## EXERCISE
Go through the records and extract every line with the word "previous".

*** Opening GIVEN ENTRIES ***

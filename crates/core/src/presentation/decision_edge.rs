use crate::recognition::domain::identity::AccessDecision;

/// Remembers the last decision reported so repeats are suppressed.
///
/// Starts unset, so the very first observation always counts as a transition.
#[derive(Clone, Copy, Debug, Default)]
pub struct DecisionEdge {
    previous: Option<AccessDecision>,
}

impl DecisionEdge {
    pub fn new() -> Self {
        Self::default()
    }

    /// Records `decision`; returns `true` if it differs from the previous one.
    pub fn observe(&mut self, decision: AccessDecision) -> bool {
        if self.previous == Some(decision) {
            return false;
        }
        self.previous = Some(decision);
        true
    }

    pub fn previous(&self) -> Option<AccessDecision> {
        self.previous
    }
}

#[cfg(test)]
mod tests {
    use super::*;
    use AccessDecision::{Denied, Granted};

    #[test]
    fn test_first_observation_is_transition() {
        assert!(DecisionEdge::new().observe(Denied));
        assert!(DecisionEdge::new().observe(Granted));
    }

    #[test]
    fn test_only_changes_are_transitions() {
        let mut edge = DecisionEdge::new();
        let sequence = [Granted, Granted, Granted, Denied, Denied, Granted];
        let fired: Vec<bool> = sequence.iter().map(|d| edge.observe(*d)).collect();
        assert_eq!(fired, vec![true, false, false, true, false, true]);
        assert_eq!(edge.previous(), Some(Granted));
    }
}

*** Closing GIVEN ENTRIES ***

## EXERCISE RESPONSE
    previous: Option<AccessDecision>,
    /// Records `decision`; returns `true` if it differs from the previous one.
        if self.previous == Some(decision) {
        self.previous = Some(decision);
    pub fn previous(&self) -> Option<AccessDecision> {
        self.previous
        assert_eq!(edge.previous(), Some(Granted));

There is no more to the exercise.